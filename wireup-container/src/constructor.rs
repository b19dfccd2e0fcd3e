//! Constructor metadata and selection.
//!
//! Wireup records constructor shape at registration time instead of
//! reflecting over types at runtime: each [`TypePlan`] collects one
//! [`ConstructorSpec`] per constructor, declaring its parameter keys in
//! order, an optional "preferred" marker, and a build closure.
//!
//! Selection mirrors classic constructor injection: a single preferred
//! constructor wins outright, otherwise the constructor with the most
//! parameters does. Explicit-parameter resolution selects by exact arity.

use std::any::{Any, type_name};
use std::marker::PhantomData;
use std::sync::Arc;

use crate::cache::Dispose;
use crate::error::{ArityMismatchError, NoConstructorError, Result, WireupError};
use crate::key::DependencyKey;

/// Type-erased instance shared between the caches and the engine.
pub(crate) type SharedInstance = Arc<dyn Any + Send + Sync>;

/// Build closure of one constructor. Receives the resolved arguments in
/// declaration order and returns the erased instance.
pub(crate) type BuildFn =
    Arc<dyn Fn(&mut ResolvedArguments) -> Result<SharedInstance> + Send + Sync>;

/// Disposal hook invoked by an instance cache on the instances it holds.
pub(crate) type InstanceDisposer = Arc<dyn Fn(&(dyn Any + Send + Sync)) + Send + Sync>;

/// Cast from the erased resolving type to the erased contract type.
pub(crate) type CastFn = Arc<dyn Fn(SharedInstance) -> Option<SharedInstance> + Send + Sync>;

/// One declared constructor of a resolving type.
pub(crate) struct ConstructorSpec {
    /// Parameter identities, left to right.
    pub(crate) params: Vec<DependencyKey>,
    /// Marks this constructor as the preferred injection target.
    pub(crate) preferred: bool,
    pub(crate) build: BuildFn,
}

impl ConstructorSpec {
    #[inline]
    pub(crate) fn arity(&self) -> usize {
        self.params.len()
    }

    pub(crate) fn build(&self, args: &mut ResolvedArguments) -> Result<SharedInstance> {
        (self.build)(args)
    }

    /// Spec for a pre-built instance: zero parameters, hands out the same
    /// erased value on every call.
    pub(crate) fn prebuilt(instance: SharedInstance) -> Self {
        Self {
            params: Vec::new(),
            preferred: false,
            build: Arc::new(move |_| Ok(instance.clone())),
        }
    }
}

impl std::fmt::Debug for ConstructorSpec {
    fn fmt(&self, f: &mut std::fmt::Formatter<'_>) -> std::fmt::Result {
        f.debug_struct("ConstructorSpec")
            .field("params", &self.params)
            .field("preferred", &self.preferred)
            .finish()
    }
}

/// Selects the constructor used for automatic resolution.
///
/// A single preferred constructor is selected outright, regardless of its
/// parameter count. Otherwise the constructor with the greatest parameter
/// count wins, ties broken by declaration order (first wins). When more
/// than one constructor is marked preferred the marks cancel out and the
/// parameter-count rule applies.
pub(crate) fn select<'a>(
    specs: &'a [ConstructorSpec],
    key: &DependencyKey,
) -> Result<&'a ConstructorSpec> {
    let Some(first) = specs.first() else {
        return Err(WireupError::NoConstructor(NoConstructorError {
            key: key.clone(),
        }));
    };

    let mut marked = specs.iter().filter(|c| c.preferred);
    if let (Some(only), None) = (marked.next(), marked.next()) {
        return Ok(only);
    }

    let mut best = first;
    for candidate in &specs[1..] {
        if candidate.arity() > best.arity() {
            best = candidate;
        }
    }
    Ok(best)
}

/// Selects the constructor for explicit-parameter resolution.
///
/// Candidates are the constructors whose parameter count equals `count`.
/// Among them a preferred constructor wins, else the last declared one.
pub(crate) fn select_arity<'a>(
    specs: &'a [ConstructorSpec],
    count: usize,
    key: &DependencyKey,
) -> Result<&'a ConstructorSpec> {
    let mut marked = None;
    let mut last = None;
    for candidate in specs.iter().filter(|c| c.arity() == count) {
        if candidate.preferred && marked.is_none() {
            marked = Some(candidate);
        }
        last = Some(candidate);
    }

    marked.or(last).ok_or_else(|| {
        WireupError::ArityMismatch(ArityMismatchError {
            key: key.clone(),
            requested: count,
            available: specs.iter().map(ConstructorSpec::arity).collect(),
        })
    })
}

/// The resolved argument list handed to a build closure.
///
/// Arguments arrive in the constructor's declared parameter order and are
/// consumed front to back with [`take`](ResolvedArguments::take) /
/// [`take_trait`](ResolvedArguments::take_trait).
pub struct ResolvedArguments {
    values: std::vec::IntoIter<SharedInstance>,
}

impl ResolvedArguments {
    pub(crate) fn new(values: Vec<SharedInstance>) -> Self {
        Self {
            values: values.into_iter(),
        }
    }

    /// Takes the next argument as a concrete type.
    pub fn take<T: Send + Sync + 'static>(&mut self) -> Result<Arc<T>> {
        let value = self.next_value::<T>()?;
        value
            .downcast::<T>()
            .map_err(|_| WireupError::TypeMismatch {
                key: DependencyKey::of::<T>(),
                expected: type_name::<T>(),
            })
    }

    /// Takes the next argument as a trait object (`Arc<dyn Trait>`).
    pub fn take_trait<T: ?Sized + Send + Sync + 'static>(&mut self) -> Result<Arc<T>> {
        let value = self.next_value::<T>()?;
        value
            .downcast::<Arc<T>>()
            .map(|outer| (*outer).clone())
            .map_err(|_| WireupError::TypeMismatch {
                key: DependencyKey::of::<T>(),
                expected: type_name::<T>(),
            })
    }

    fn next_value<T: ?Sized>(&mut self) -> Result<SharedInstance> {
        self.values.next().ok_or(WireupError::MissingArgument {
            expected: type_name::<T>(),
        })
    }
}

/// Caller-supplied parameter values for explicit-parameter resolution.
///
/// # Examples
/// ```
/// use wireup_container::constructor::Arguments;
///
/// let args = Arguments::new()
///     .with(String::from("postgres://localhost"))
///     .with(5432u16);
/// assert_eq!(args.len(), 2);
/// ```
#[derive(Default)]
pub struct Arguments {
    values: Vec<SharedInstance>,
}

impl Arguments {
    pub fn new() -> Self {
        Self::default()
    }

    /// Appends a concrete value.
    pub fn with<T: Send + Sync + 'static>(mut self, value: T) -> Self {
        self.values.push(Arc::new(value));
        self
    }

    /// Appends an already-shared value without re-wrapping it.
    pub fn with_arc<T: Send + Sync + 'static>(mut self, value: Arc<T>) -> Self {
        self.values.push(value);
        self
    }

    /// Appends a trait object.
    pub fn with_trait<T: ?Sized + Send + Sync + 'static>(mut self, value: Arc<T>) -> Self {
        self.values.push(Arc::new(value));
        self
    }

    pub fn len(&self) -> usize {
        self.values.len()
    }

    pub fn is_empty(&self) -> bool {
        self.values.is_empty()
    }

    pub(crate) fn into_resolved(self) -> ResolvedArguments {
        ResolvedArguments::new(self.values)
    }
}

/// Declares the constructors (and disposal behavior) of a resolving type.
///
/// Passed to the registration methods of `ContainerBuilder`:
///
/// ```rust,ignore
/// builder.transient::<UserService>(|t| {
///     t.constructor(vec![DependencyKey::of::<Database>()], |args| {
///         let db = args.take::<Database>()?;
///         Ok(UserService { db })
///     });
/// })
/// ```
pub struct TypePlan<T> {
    specs: Vec<ConstructorSpec>,
    disposer: Option<InstanceDisposer>,
    _type: PhantomData<fn() -> T>,
}

impl<T: Send + Sync + 'static> TypePlan<T> {
    pub(crate) fn new() -> Self {
        Self {
            specs: Vec::new(),
            disposer: None,
            _type: PhantomData,
        }
    }

    pub(crate) fn prebuilt(value: T) -> Self {
        let mut plan = Self::new();
        plan.specs
            .push(ConstructorSpec::prebuilt(Arc::new(value) as SharedInstance));
        plan
    }

    /// Declares a constructor with the given parameter keys.
    ///
    /// `build` receives the resolved parameter values in declaration
    /// order. Use [`DependencyKey::named`] for a parameter that must
    /// resolve under a non-default name.
    pub fn constructor(
        &mut self,
        params: Vec<DependencyKey>,
        build: impl Fn(&mut ResolvedArguments) -> Result<T> + Send + Sync + 'static,
    ) -> &mut Self {
        self.push(params, build, false)
    }

    /// Declares a constructor and marks it as the preferred injection
    /// target, selected regardless of parameter count.
    pub fn preferred_constructor(
        &mut self,
        params: Vec<DependencyKey>,
        build: impl Fn(&mut ResolvedArguments) -> Result<T> + Send + Sync + 'static,
    ) -> &mut Self {
        self.push(params, build, true)
    }

    /// Registers the type's [`Dispose`] impl as the cache disposal hook.
    ///
    /// Cached instances of `T` are disposed when their owning cache is
    /// disposed. Transient instances are never cached, so their cleanup
    /// stays with the caller.
    pub fn disposable(&mut self) -> &mut Self
    where
        T: Dispose,
    {
        self.disposer = Some(Arc::new(|instance| {
            if let Some(value) = instance.downcast_ref::<T>() {
                value.dispose();
            }
        }));
        self
    }

    fn push(
        &mut self,
        params: Vec<DependencyKey>,
        build: impl Fn(&mut ResolvedArguments) -> Result<T> + Send + Sync + 'static,
        preferred: bool,
    ) -> &mut Self {
        let build: BuildFn = Arc::new(move |args| Ok(Arc::new(build(args)?) as SharedInstance));
        self.specs.push(ConstructorSpec {
            params,
            preferred,
            build,
        });
        self
    }

    pub(crate) fn into_parts(self) -> (Vec<ConstructorSpec>, Option<InstanceDisposer>) {
        (self.specs, self.disposer)
    }
}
*****
= Task objective =
Using the records, find the number of lines in which the string "last" occurs. Reply with that number alone.

= Written solution =
4